▶ [ASSIGNMENT] In the entries below, some lines hold the string "Most"; please say how many, giving the number and nothing else.

▶ [PROVIDED RECORDS]
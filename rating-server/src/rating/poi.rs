//! Points of interest: rating how easily an address reaches them.

use crate::domain::{Mode, TransitPreferences, TravelMode};

use super::adjust::adjust;
use super::error::RatingError;
use super::nearest::two_nearest;
use super::weights::WeightedSum;

/// Weights for the best and second-best adjusted mode time to a POI.
pub const POI_MODE_WEIGHTS: (f64, f64) = (4.0, 1.0);

/// Modes that can carry the searcher to a POI, in evaluation order.
///
/// Shuttles only serve fixed campus routes and are not routed to arbitrary
/// places.
pub const POI_MODES: [Mode; 4] = [Mode::Walking, Mode::Driving, Mode::Cta, Mode::Bicycling];

/// The provider routing mode that measures `mode` directly.
///
/// `Bicycling` returns `None`: bike share is composed from a walk to a
/// station, a ride between stations and a walk from the far station.
pub fn direct_travel_mode(mode: Mode) -> Option<TravelMode> {
    match mode {
        Mode::Walking => Some(TravelMode::Walking),
        Mode::Driving => Some(TravelMode::Driving),
        Mode::Cta => Some(TravelMode::Transit),
        Mode::Bicycling | Mode::Shuttles => None,
    }
}

/// POI-capable modes the searcher cares about.
pub fn active_poi_modes(prefs: &TransitPreferences) -> impl Iterator<Item = Mode> + '_ {
    prefs
        .active_modes()
        .filter(|mode| POI_MODES.contains(mode))
}

/// Door-to-door bike-share time: walk, ride, walk.
pub fn bike_share_time(walk_to_station: f64, ride: f64, walk_from_station: f64) -> f64 {
    walk_to_station + ride + walk_from_station
}

/// Rate one POI from the raw travel time of each available mode.
///
/// Each time is adjusted for its mode's preference, then the two best
/// adjusted times are averaged with [`POI_MODE_WEIGHTS`]. Returns `None` if
/// no mode could reach the POI.
pub fn poi_rating(
    times: &[(Mode, f64)],
    prefs: &TransitPreferences,
) -> Result<Option<f64>, RatingError> {
    let adjusted = times
        .iter()
        .map(|(mode, time)| adjust(*time, prefs.level(*mode)).map(|t| (*mode, t)))
        .collect::<Result<Vec<(Mode, f64)>, RatingError>>()?;

    Ok(two_nearest(adjusted).weighted(POI_MODE_WEIGHTS))
}

/// Combine per-POI ratings into one score.
///
/// `ratings` holds `(rank, rating)` where `rank` is the POI's 0-indexed
/// position in the searcher's list; its weight is `1 / (rank + 1)`, so earlier
/// POIs dominate. POIs that could not be rated are simply absent.
pub fn combine_poi_ratings(ratings: &[(usize, f64)]) -> Option<f64> {
    let mut score = WeightedSum::new();
    for &(rank, rating) in ratings {
        score.add(rating, 1.0 / (rank as f64 + 1.0));
    }
    score.average()
}
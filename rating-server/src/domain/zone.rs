//! Destination zones used to bucket CTA routes.

use std::fmt;

/// A destination category a CTA route can serve.
///
/// Each zone owns a distinct bit so that a route's coverage can be stored as
/// a [`ZoneSet`].
#[derive(Debug, Clone, Copy, PartialEq, Eq, Hash)]
pub enum DestinationZone {
    HydePark,
    Downtown,
    SouthSide,
    UChicago,
}

impl DestinationZone {
    pub const ALL: [DestinationZone; 4] = [
        DestinationZone::HydePark,
        DestinationZone::Downtown,
        DestinationZone::SouthSide,
        DestinationZone::UChicago,
    ];

    pub const fn bit(self) -> u8 {
        match self {
            DestinationZone::HydePark => 1,
            DestinationZone::Downtown => 2,
            DestinationZone::SouthSide => 4,
            DestinationZone::UChicago => 8,
        }
    }

    pub fn as_str(self) -> &'static str {
        match self {
            DestinationZone::HydePark => "hyde_park",
            DestinationZone::Downtown => "downtown",
            DestinationZone::SouthSide => "south_side",
            DestinationZone::UChicago => "uchicago",
        }
    }
}

impl fmt::Display for DestinationZone {
    fn fmt(&self, f: &mut fmt::Formatter<'_>) -> fmt::Result {
        f.write_str(self.as_str())
    }
}

/// A bitmask over [`DestinationZone`].
#[derive(Debug, Clone, Copy, PartialEq, Eq, Hash, Default)]
pub struct ZoneSet(u8);

impl ZoneSet {
    pub const EMPTY: ZoneSet = ZoneSet(0);

    pub const fn of(zone: DestinationZone) -> Self {
        ZoneSet(zone.bit())
    }

    /// The set of every zone in `zones`.
    pub const fn of_all(zones: &[DestinationZone]) -> Self {
        let mut bits = 0;
        let mut idx = 0;
        while idx < zones.len() {
            bits |= zones[idx].bit();
            idx += 1;
        }
        ZoneSet(bits)
    }

    pub const fn contains(self, zone: DestinationZone) -> bool {
        self.0 & zone.bit() != 0
    }
}
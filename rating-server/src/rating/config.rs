//! Rating engine configuration.

use crate::domain::ServiceArea;

/// Bounds and region for rating requests.
#[derive(Debug, Clone)]
pub struct RatingConfig {
    /// Fewest addresses a request may rank.
    /// Ranking needs at least two to compare.
    pub min_addresses: usize,

    /// Most addresses a request may rank.
    pub max_addresses: usize,

    /// Most points of interest a request may name.
    pub max_pois: usize,

    /// Region candidate addresses must lie in.
    pub area: ServiceArea,
}

impl RatingConfig {
    /// Create a new configuration with the given parameters.
    pub fn new(
        min_addresses: usize,
        max_addresses: usize,
        max_pois: usize,
        area: ServiceArea,
    ) -> Self {
        Self {
            min_addresses,
            max_addresses,
            max_pois,
            area,
        }
    }

    /// Replace the service area.
    pub fn with_area(mut self, area: ServiceArea) -> Self {
        self.area = area;
        self
    }
}

impl Default for RatingConfig {
    fn default() -> Self {
        Self {
            min_addresses: 2,
            max_addresses: 5,
            max_pois: 5,
            area: ServiceArea::hyde_park(),
        }
    }
}

#[cfg(test)]
mod tests {
    use super::*;

    #[test]
    fn default_config() {
        let config = RatingConfig::default();

        assert_eq!(config.min_addresses, 2);
        assert_eq!(config.max_addresses, 5);
        assert_eq!(config.max_pois, 5);
        assert_eq!(config.area, ServiceArea::hyde_park());
    }

    #[test]
    fn custom_config() {
        let area = ServiceArea::new(41.0, 42.0, -88.0, -87.0);
        let config = RatingConfig::new(1, 10, 3, ServiceArea::default()).with_area(area);

        assert_eq!(config.min_addresses, 1);
        assert_eq!(config.max_addresses, 10);
        assert_eq!(config.max_pois, 3);
        assert_eq!(config.area, area);
    }
}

▶ [EXERCISE RESULT] 2